An insurance company that improperly denies an otherwise valid claim for insurance coverage after a car accident could be liable for additional damages. Insurance companies are obligated to investigate claims and provide financial compensation based on the insurance policy/coverage terms. However, insurance companies are also for-profit entities and every claim they payout is less money for their managers and investors. Therefore, insurance companies are in a constant tension between protecting their policyholders and making money for their investors.
What is Bad Faith?
Bad faith is a legal term that means an insurance company denied a policyholder’s claim without a reasonable basis. Reasonable basis requires the insurance company to conduct a good faith investigation, review the policy and coverage terms, investigate the accident (i.e., collect witness statements, review the police report, evaluate the injuries and property damage, and other similar actions) to ultimately render a decision about whether to grant compensation and, if yes, to what extent.

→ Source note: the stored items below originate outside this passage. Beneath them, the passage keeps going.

//! Reusable TUI widgets.

pub mod date_picker;
pub mod form;
pub mod status_bar;

pub use date_picker::{DatePickerEvent, draw_date_picker, handle_date_key};
pub use form::{FocusRing, FormRow, draw_form};
pub use status_bar::{StatusBarContext, draw_status_bar};

/// Flattens a rendered buffer into one string per row.
#[cfg(test)]
pub(crate) fn buffer_to_string(buf: &ratatui::buffer::Buffer) -> String {
    let mut s = String::new();
    for y in 0..buf.area.height {
        for x in 0..buf.area.width {
            s.push(buf[(x, y)].symbol().chars().next().unwrap_or(' '));
        }
        s.push('\n');
    }
    s
}
//! TOML configuration.
//!
//! Looked up at `$EVENTDESK_CONFIG`, else `~/.config/eventdesk/config.toml`.
//! Every key is optional; a missing file gives the defaults.

use std::fs;
use std::io::ErrorKind;
use std::path::{Path, PathBuf};

use serde::Deserialize;

/// Environment variable naming an explicit config file.
pub const CONFIG_ENV: &str = "EVENTDESK_CONFIG";

const DEFAULT_URL: &str = "http://localhost:8080";

/// Errors that can occur while loading configuration.
#[derive(Debug, thiserror::Error)]
pub enum ConfigError {
    #[error("I/O error reading {}: {source}", path.display())]
    Io {
        path: PathBuf,
        source: std::io::Error,
    },

    #[error("invalid config file {}: {source}", path.display())]
    Parse {
        path: PathBuf,
        source: toml::de::Error,
    },

    /// The platform does not provide a config directory.
    #[error("could not determine config directory")]
    NoConfigDir,
}

/// On-disk shape; every key may be omitted.
#[derive(Debug, Default, Deserialize)]
#[serde(deny_unknown_fields)]
struct RawConfig {
    api_url: Option<String>,
    storage_url: Option<String>,
    token_path: Option<PathBuf>,
    media_root: Option<PathBuf>,
    log_path: Option<PathBuf>,
    stay_on_failure: Option<bool>,
}

/// Resolved application settings.
#[derive(Debug, Clone, PartialEq, Eq)]
pub struct Config {
    /// Base URL of the event API.
    pub api_url: String,
    /// Base URL of the object storage service.
    pub storage_url: String,
    /// File holding the bearer token of the signed-in user.
    pub token_path: PathBuf,
    /// Banner images must live under this directory, when set.
    pub media_root: Option<PathBuf>,
    /// Where diagnostics are written while the terminal is in raw mode.
    pub log_path: PathBuf,
    /// Keep the user on the form after a rejected or failed submission.
    pub stay_on_failure: bool,
}

impl Config {
    /// Loads the config from the environment override or the default location.
    pub fn load() -> Result<Self, ConfigError> {
        let path = match std::env::var_os(CONFIG_ENV) {
            Some(path) => PathBuf::from(path),
            None => dirs::config_dir()
                .ok_or(ConfigError::NoConfigDir)?
                .join("eventdesk")
                .join("config.toml"),
        };
        Self::from_path(&path)
    }

    /// Loads the config at `path`; relative defaults sit next to it.
    pub fn from_path(path: &Path) -> Result<Self, ConfigError> {
        let raw: RawConfig = match fs::read_to_string(path) {
            Ok(text) => toml::from_str(&text).map_err(|source| ConfigError::Parse {
                path: path.to_path_buf(),
                source,
            })?,
            Err(e) if e.kind() == ErrorKind::NotFound => RawConfig::default(),
            Err(source) => {
                return Err(ConfigError::Io {
                    path: path.to_path_buf(),
                    source,
                });
            }
        };
        let dir = path.parent().unwrap_or_else(|| Path::new("."));
        Ok(Self::resolve(raw, dir))
    }

    fn resolve(raw: RawConfig, dir: &Path) -> Self {
        Self {
            api_url: raw.api_url.unwrap_or_else(|| DEFAULT_URL.to_string()),
            storage_url: raw.storage_url.unwrap_or_else(|| DEFAULT_URL.to_string()),
            token_path: raw.token_path.unwrap_or_else(|| dir.join("token")),
            media_root: raw.media_root,
            log_path: raw.log_path.unwrap_or_else(|| dir.join("eventdesk.log")),
            stay_on_failure: raw.stay_on_failure.unwrap_or(false),
        }
    }
}

#[cfg(test)]
mod tests {
    use tempfile::tempdir;

    use super::*;

    #[test]
    fn missing_file_gives_defaults_beside_it() {
        let dir = tempdir().unwrap();
        let config = Config::from_path(&dir.path().join("config.toml")).unwrap();
        assert_eq!(config.api_url, "http://localhost:8080");
        assert_eq!(config.storage_url, "http://localhost:8080");
        assert_eq!(config.token_path, dir.path().join("token"));
        assert_eq!(config.log_path, dir.path().join("eventdesk.log"));
        assert_eq!(config.media_root, None);
        assert!(!config.stay_on_failure);
    }

    #[test]
    fn reads_all_keys() {
        let dir = tempdir().unwrap();
        let path = dir.path().join("config.toml");
        fs::write(
            &path,
            r#"
api_url = "https://api.example.com"
storage_url = "https://files.example.com"
token_path = "/run/eventdesk/token"
media_root = "/home/me/Pictures"
log_path = "/tmp/eventdesk.log"
stay_on_failure = true
"#,
        )
        .unwrap();
        let config = Config::from_path(&path).unwrap();
        assert_eq!(
            config,
            Config {
                api_url: "https://api.example.com".into(),
                storage_url: "https://files.example.com".into(),
                token_path: "/run/eventdesk/token".into(),
                media_root: Some("/home/me/Pictures".into()),
                log_path: "/tmp/eventdesk.log".into(),
                stay_on_failure: true,
            }
        );
    }

    #[test]
    fn partial_file_keeps_other_defaults() {
        let dir = tempdir().unwrap();
        let path = dir.path().join("config.toml");
        fs::write(&path, "api_url = \"https://api.example.com\"\n").unwrap();
        let config = Config::from_path(&path).unwrap();
        assert_eq!(config.api_url, "https://api.example.com");
        assert_eq!(config.token_path, dir.path().join("token"));
    }

    #[test]
    fn unknown_key_is_an_error() {
        let dir = tempdir().unwrap();
        let path = dir.path().join("config.toml");
        fs::write(&path, "api_uri = \"typo\"\n").unwrap();
        assert!(matches!(
            Config::from_path(&path),
            Err(ConfigError::Parse { .. })
        ));
    }

    #[test]
    fn unreadable_path_is_io_error() {
        let dir = tempdir().unwrap();
        assert!(matches!(
            Config::from_path(dir.path()),
            Err(ConfigError::Io { .. })
        ));
    }
}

The first thing a driver should do after an accident is to call a personal injury attorney to assist you. Insurance Companies are not your friends. They are not your good neighbor. You are not in good hands. Contact us for a free consultation at 702-529-1011 to make sure you are compensated for your losses.
Bad Faith Acts by Insurance Companies
Bad faith can happen in a variety of ways. Examples of bad faith acts by the insurance company include when the insurer fails to conduct a good faith investigation and denies coverage after a crash, refuses to pay a claim it owes, fails to process or pay a claim in a timely manner, requires unreasonable paperwork, or fails to defend the policyholder against a claim.
For instance, if an insurance company fails to review traffic camera footage and denies a valid accident claim, the insurance company failed to conduct a good faith investigation. Therefore, it may be liable for bad faith.
Recovering Damages in a Bad Faith Case
In addition to recovering what the insurance company should have paid for the valid claim, policyholders can recover consequential and punitive damages:
- Expectation Damages: the money they would have received if the claim was granted;
- Consequential Damages: costs incurred due to the denial;
- Punitive Damages: designed to punish the insurer for intentional wrongdoing.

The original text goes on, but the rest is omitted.